//! Native libraries resident in the probe process.
//!
//! Exactly one [`LibraryDetector`] is active per host, chosen once by
//! [`host_detector`]: module enumeration on Windows, `/proc/<pid>/maps`
//! everywhere else.

use crate::packer::{Result, host::HostRuntime, path::PackPath};

#[cfg(windows)]
pub use super::modules::ModuleEnumDetector;
pub use super::proc_maps::ProcMapsDetector;

/// Enumerates the shared libraries mapped into a running process.
pub trait LibraryDetector {
    /// Short description for log output.
    fn strategy(&self) -> &'static str;

    /// Every library file mapped into process `pid`, deduplicated, in the
    /// order the host reports them.
    fn loaded_libraries(&self, pid: u32) -> Result<Vec<PackPath>>;

    /// Libraries of process `pid` that belong to the packaged runtime.
    fn detect_dlls(&self, pid: u32, host: &HostRuntime) -> Result<Vec<PackPath>> {
        let loaded = self.loaded_libraries(pid)?;
        log::debug!(
            "{} reports {} loaded libraries",
            self.strategy(),
            loaded.len()
        );
        Ok(restrict_to_runtime(loaded, host))
    }
}

/// Keep libraries under the exec prefix, minus the core shared library which
/// is embedded separately.
pub fn restrict_to_runtime(loaded: Vec<PackPath>, host: &HostRuntime) -> Vec<PackPath> {
    loaded
        .into_iter()
        .filter(|lib| {
            let keep = lib.is_subpath_of(&host.exec_prefix) && !host.is_libruby(lib);
            if !keep {
                log::trace!("ignoring library {}", lib);
            }
            keep
        })
        .collect()
}

/// The detector for this host.
#[cfg(windows)]
pub fn host_detector() -> Result<Box<dyn LibraryDetector>> {
    Ok(Box::new(ModuleEnumDetector))
}

/// The detector for this host.
#[cfg(not(windows))]
pub fn host_detector() -> Result<Box<dyn LibraryDetector>> {
    Ok(Box::new(ProcMapsDetector::new()?))
}

#[cfg(test)]
mod tests {
    use super::*;
    use std::collections::BTreeMap;

    #[test]
    fn test_restrict_to_runtime() {
        let config: BTreeMap<String, String> = [
            ("exec_prefix", "/opt/ruby"),
            ("bindir", "/opt/ruby/bin"),
            ("LIBRUBY_SO", "libruby.so.3.2"),
        ]
        .into_iter()
        .map(|(k, v)| (k.to_string(), v.to_string()))
        .collect();
        let host = HostRuntime::from_config(&config).unwrap();

        let loaded = vec![
            PackPath::new("/lib/x86_64-linux-gnu/libc.so.6"),
            PackPath::new("/opt/ruby/lib/libruby.so.3.2"),
            PackPath::new("/opt/ruby/lib/ruby/3.2.0/x86_64-linux/etc.so"),
            PackPath::new("/opt/rubyx/lib/other.so"),
        ];
        assert_eq!(
            restrict_to_runtime(loaded, &host),
            vec![PackPath::new("/opt/ruby/lib/ruby/3.2.0/x86_64-linux/etc.so")]
        );
    }
}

▶ [Problem]
Filter the data down to the lines that contain the string "ProcMapsDetector", and copy them.

▶ [Output for this task]
pub use super::proc_maps::ProcMapsDetector;
    Ok(Box::new(ProcMapsDetector::new()?))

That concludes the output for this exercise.